Judge: Stephen P. Pfahler, Case: 21STCV35574, Date: 2023-03-14 Tentative Ruling
Case Number: 21STCV35574 Hearing Date: March 14, 2023 Dept: F49
Dept.
F-49
Date:
3-14-23 (combined with 3-8-23 Motion to Strike)
Case
# 21STCV35574
Trial
Date: Not Set
DEMURRER/MOTION TO STRIKE
MOVING
PARTY: Defendant, Sam’s West, Inc. dba Sam’s Club, et al.
RESPONDING
PARTY: Plaintiff, Ana Melara
RELIEF
REQUESTED:
Demurrer
to the Second Amended Complaint
·
1st
Cause of Action: Concealment
·
2nd
Cause of Acton: Aiding and Abetting
·
6th
Cause of Action: Intentional Infliction of Emotional Distress
·
7th
Cause of Action: Violations of Business and Professions Code section 17200
Motion
to Strike
·
Allegations
in support, and claim for, punitive damages
SUMMARY
OF ACTION:
Plaintiff
Ana Melara was an employee of Defendant Sam’s West, Inc. dba Sam’s Club and
Walmart from 2006 to July 21, 2012. On October 4, 2011, Plaintiff was assigned
to tasks involving food stored in a commercial grade walk in refrigerator.

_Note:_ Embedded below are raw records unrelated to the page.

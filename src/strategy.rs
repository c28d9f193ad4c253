//! Fixed-ratio rebalancing strategies.

use std::fmt;

use serde::{Deserialize, Serialize};

use crate::error::{BalanceError, Result};

/// When a portfolio is traded back to its target allocation.
#[derive(Clone, Copy, PartialEq, Serialize, Deserialize)]
#[serde(tag = "kind", rename_all = "lowercase")]
pub enum RebalanceRule {
    /// Rebalance every `period` trading days.
    Calendar { period: u32 },
    /// Rebalance once the SPY weight drifts more than `tolerance` from target.
    Threshold { tolerance: f64 },
}

impl RebalanceRule {
    pub fn calendar(period: u32) -> Result<Self> {
        let rule = RebalanceRule::Calendar { period };
        rule.validate()?;
        Ok(rule)
    }

    pub fn threshold(tolerance: f64) -> Result<Self> {
        let rule = RebalanceRule::Threshold { tolerance };
        rule.validate()?;
        Ok(rule)
    }

    pub fn validate(&self) -> Result<()> {
        match *self {
            RebalanceRule::Calendar { period } if period == 0 => Err(
                BalanceError::InvalidConfig("calendar period must be positive".to_string()),
            ),
            RebalanceRule::Threshold { tolerance } if !(tolerance.is_finite() && tolerance > 0.0) => {
                Err(BalanceError::InvalidConfig(format!(
                    "threshold tolerance must be positive and finite, got {}",
                    tolerance
                )))
            }
            _ => Ok(()),
        }
    }

    /// Whether the trigger fires on `day_index` given the current SPY weight.
    ///
    /// Day 0 is the initial allocation and is not evaluated by the simulator.
    pub fn should_rebalance(&self, day_index: usize, current_weight: f64, target_weight: f64) -> bool {
        match *self {
            RebalanceRule::Calendar { period } => day_index % period as usize == 0,
            RebalanceRule::Threshold { tolerance } => (current_weight - target_weight).abs() > tolerance,
        }
    }

    /// Scalar parameter of the rule, used as the heatmap axis value.
    pub fn parameter(&self) -> f64 {
        match *self {
            RebalanceRule::Calendar { period } => period as f64,
            RebalanceRule::Threshold { tolerance } => tolerance,
        }
    }

    pub fn kind(&self) -> &'static str {
        match self {
            RebalanceRule::Calendar { .. } => "calendar",
            RebalanceRule::Threshold { .. } => "threshold",
        }
    }
}

impl fmt::Debug for RebalanceRule {
    fn fmt(&self, f: &mut fmt::Formatter<'_>) -> fmt::Result {
        match self {
            RebalanceRule::Calendar { period } => write!(f, "Calendar({})", period),
            RebalanceRule::Threshold { tolerance } => write!(f, "Threshold({})", tolerance),
        }
    }
}

impl fmt::Display for RebalanceRule {
    fn fmt(&self, f: &mut fmt::Formatter<'_>) -> fmt::Result {
        match self {
            RebalanceRule::Calendar { period } => write!(f, "every {} days", period),
            RebalanceRule::Threshold { tolerance } => write!(f, "drift > {:.4}", tolerance),
        }
    }
}

/// Target allocation plus rebalance trigger. Always valid once built.
#[derive(Debug, Clone, Copy, PartialEq, Serialize)]
pub struct StrategyConfig {
    target_weight_spy: f64,
    rule: RebalanceRule,
}

impl StrategyConfig {
    pub fn new(target_weight_spy: f64, rule: RebalanceRule) -> Result<Self> {
        if !target_weight_spy.is_finite() || !(0.0..=1.0).contains(&target_weight_spy) {
            return Err(BalanceError::InvalidConfig(format!(
                "target SPY weight must lie in [0, 1], got {}",
                target_weight_spy
            )));
        }
        rule.validate()?;
        Ok(Self {
            target_weight_spy,
            rule,
        })
    }

    pub fn builder() -> StrategyConfigBuilder {
        StrategyConfigBuilder::new()
    }

    pub fn target_weight_spy(&self) -> f64 {
        self.target_weight_spy
    }

    pub fn target_weight_gld(&self) -> f64 {
        1.0 - self.target_weight_spy
    }

    pub fn rule(&self) -> RebalanceRule {
        self.rule
    }
}

impl fmt::Display for StrategyConfig {
    fn fmt(&self, f: &mut fmt::Formatter<'_>) -> fmt::Result {
        write!(
            f,
            "{:.1}% SPY / {:.1}% GLD, rebalance {}",
            self.target_weight_spy * 100.0,
            self.target_weight_gld() * 100.0,
            self.rule
        )
    }
}

pub struct StrategyConfigBuilder {
    target_weight_spy: f64,
    rule: RebalanceRule,
}

impl Default for StrategyConfigBuilder {
    fn default() -> Self {
        Self {
            target_weight_spy: DEFAULT_TARGET_WEIGHT,
            rule: RebalanceRule::Threshold {
                tolerance: DEFAULT_TOLERANCE,
            },
        }
    }
}

impl StrategyConfigBuilder {
    pub fn new() -> StrategyConfigBuilder {
        StrategyConfigBuilder::default()
    }

    pub fn target_weight_spy(mut self, weight: f64) -> Self {
        self.target_weight_spy = weight;
        self
    }

    pub fn rule(mut self, rule: RebalanceRule) -> Self {
        self.rule = rule;
        self
    }

    pub fn calendar(self, period: u32) -> Self {
        self.rule(RebalanceRule::Calendar { period })
    }

    pub fn threshold(self, tolerance: f64) -> Self {
        self.rule(RebalanceRule::Threshold { tolerance })
    }

    pub fn build(self) -> Result<StrategyConfig> {
        StrategyConfig::new(self.target_weight_spy, self.rule)
    }
}

const DEFAULT_TARGET_WEIGHT: f64 = 0.5;
const DEFAULT_TOLERANCE: f64 = 0.05;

Plaintiff was apparently inside the refrigerator and became locked in for an
unspecified duration of time. Plaintiff alleges Defendant both concealed the
known inability to open the freezer from the inside, and improperly failed to
report the incident to OSHA. Plaintiff subsequently applied for Workers’

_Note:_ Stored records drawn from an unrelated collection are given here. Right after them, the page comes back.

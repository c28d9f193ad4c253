//! DataFrame views of simulation and grid-search output for presentation.

use polars::prelude::*;

use crate::error::{BalanceError, Result};
use crate::optimizer::GridReport;
use crate::simulator::SimulationRun;
use crate::types::{Asset, PriceSeries};

/// One row per trading day: prices, leg values, total value and trades.
///
/// `prices` must be the series `run` was simulated over.
pub fn equity_frame(prices: &PriceSeries, run: &SimulationRun) -> Result<DataFrame> {
    if prices.len() != run.curve.len() || prices.len() != run.holdings.len() {
        return Err(BalanceError::InvalidPrices(format!(
            "{} price rows for a run of {} days",
            prices.len(),
            run.curve.len()
        )));
    }
    let dates: Vec<String> = prices.iter().map(|p| p.date.to_string()).collect();
    let spy_prices: Vec<f64> = prices.iter().map(|p| p.spy).collect();
    let gld_prices: Vec<f64> = prices.iter().map(|p| p.gld).collect();
    let spy_values: Vec<f64> = run
        .holdings
        .iter()
        .zip(prices.iter())
        .map(|(state, point)| state.position_value(Asset::Spy, point))
        .collect();
    let gld_values: Vec<f64> = run
        .holdings
        .iter()
        .zip(prices.iter())
        .map(|(state, point)| state.position_value(Asset::Gld, point))
        .collect();
    let totals: Vec<f64> = run.curve.values().collect();

    let mut trades = vec![0.0; prices.len()];
    for event in &run.rebalances {
        trades[event.day_index] = event.spy_sold;
    }

    Ok(df!(
        "date" => dates,
        "SPY" => spy_prices,
        "GLD" => gld_prices,
        "SPY_value" => spy_values,
        "GLD_value" => gld_values,
        "total_value" => totals,
        "rebalance" => trades
    )?)
}

/// Ranked grid results, best first.
pub fn grid_frame(report: &GridReport) -> Result<DataFrame> {
    let results = report.results();
    let weights: Vec<f64> = results.iter().map(|r| r.config.target_weight_spy()).collect();
    let kinds: Vec<&str> = results.iter().map(|r| r.config.rule().kind()).collect();
    let params: Vec<f64> = results.iter().map(|r| r.config.rule().parameter()).collect();
    let sharpe: Vec<f64> = results.iter().map(|r| r.metrics.sharpe_ratio).collect();
    let cagr: Vec<f64> = results.iter().map(|r| r.metrics.cagr).collect();
    let max_dd: Vec<f64> = results.iter().map(|r| r.metrics.max_drawdown).collect();
    let weekly_dd: Vec<f64> = results.iter().map(|r| r.metrics.max_weekly_drawdown).collect();
    let monthly_dd: Vec<f64> = results.iter().map(|r| r.metrics.max_monthly_drawdown).collect();
    let volatility: Vec<f64> = results.iter().map(|r| r.metrics.volatility).collect();
    let rebalances: Vec<u64> = results.iter().map(|r| r.rebalances as u64).collect();

    Ok(df!(
        "target_weight_spy" => weights,
        "rule" => kinds,
        "rule_value" => params,
        "sharpe" => sharpe,
        "cagr" => cagr,
        "max_drawdown" => max_dd,
        "max_weekly_drawdown" => weekly_dd,
        "max_monthly_drawdown" => monthly_dd,
        "volatility" => volatility,
        "num_rebalances" => rebalances
    )?)
}

#[cfg(test)]
mod tests {
    use super::*;
    use crate::optimizer::{calendar_grid, optimize};
    use crate::simulator;
    use crate::strategy::{RebalanceRule, StrategyConfig};
    use crate::types::tests::series;

    #[test]
    fn test_equity_frame_shape() {
        let prices = series(&[100.0, 110.0, 105.0], &[100.0, 95.0, 100.0]);
        let config = StrategyConfig::new(0.5, RebalanceRule::Calendar { period: 2 }).unwrap();
        let run = simulator::run(&prices, &config, 1000.0).unwrap();
        let df = equity_frame(&prices, &run).unwrap();

        assert_eq!(df.shape(), (3, 7));
        let rebalance = df.column("rebalance").unwrap().f64().unwrap();
        assert_eq!(rebalance.get(0), Some(0.0));
        assert_eq!(rebalance.get(1), Some(0.0));
        assert_ne!(rebalance.get(2), Some(0.0));
    }

    #[test]
    fn test_equity_frame_rejects_mismatched_prices() {
        let prices = series(&[100.0, 110.0, 105.0, 120.0], &[100.0, 95.0, 100.0, 90.0]);
        let config = StrategyConfig::new(0.5, RebalanceRule::Calendar { period: 1 }).unwrap();
        let run = simulator::run(&prices, &config, 1000.0).unwrap();
        assert!(run.rebalances.iter().any(|e| e.day_index == 3));

        let shorter = series(&[100.0, 110.0], &[100.0, 95.0]);
        let err = equity_frame(&shorter, &run).unwrap_err();
        assert!(matches!(err, BalanceError::InvalidPrices(_)));
    }

    #[test]
    fn test_grid_frame_rows_follow_ranking() {
        let prices = series(&[100.0, 104.0, 99.0, 107.0], &[100.0, 98.0, 103.0, 101.0]);
        let report = optimize(&prices, &[0.0, 0.5, 1.0], &calendar_grid(&[1]), 1000.0).unwrap();
        let df = grid_frame(&report).unwrap();

        assert_eq!(df.height(), 3);
        let weights = df.column("target_weight_spy").unwrap().f64().unwrap();
        assert_eq!(weights.get(0), Some(report.results()[0].config.target_weight_spy()));
    }
}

Compensation benefits. Plaintiff alleges the statute of limitations tolled, due
to the filing the Workers’ Compensation claim.
On
September 27, 2021, Plaintiff filed a complaint for Concealment, Aiding and
Abetting, Negligence Per Se, Premises Liability, Strict Products Liability –
Failure to Warn, Strict Products Liability – Design Defect, Strict Products
Liability – Manufacturing, and Intentional Infliction of Emotional Distress. On
December 21, 2021, Plaintiff filed a first amended complaint for Concealment,
Aiding and Abetting, Strict Products Liability – Failure to Warn, Strict
Products Liability – Design Defect, Strict Products Liability – Manufacturing,
Intentional Infliction of Emotional Distress, and Violations of Business and
Professions Code section 17200.
The
action was transferred from the Personal Injury court to Department 49 on March
28, 2022.
On
August 5, 2022, the court sustained the demurrer of Sam’s West, Inc. dba Sam’s
Club and Walmart to the first, second, sixth and seventh causes of action with
leave to amend. On August 29, 2022, Plaintiff filed the second amended
complaint for Concealment, Aiding and Abetting, Strict Products Liability –
Failure to Warn, Strict Products Liability – Design Defect, Strict Products
Liability – Manufacturing, Intentional Infliction of Emotional Distress, and
Violations of Business and Professions Code section 17200. “All named” parties,
“non-individual,” and/or “all Defendants” remain designated in the first,
second, sixth and seventh causes of action, while the product liability claims
in the third, fourth and fifth causes of action are only named against “Doe
Company.”
RECOMMENDED
RULING
Demurrer: Sustained without
Leave to Amend
Defendants
Sam’s West, Inc. dba Sam’s Club, and Walmart, Inc. submit the subject demurrer
to the first, second, sixth and seventh causes of action in the first amended
complaint for Concealment, Aiding and Abetting, Intentional Infliction of
Emotional Distress, and Violations of Business and Professions Code section
17200. Defendant brings the demurrer on multiple grounds, including Workers’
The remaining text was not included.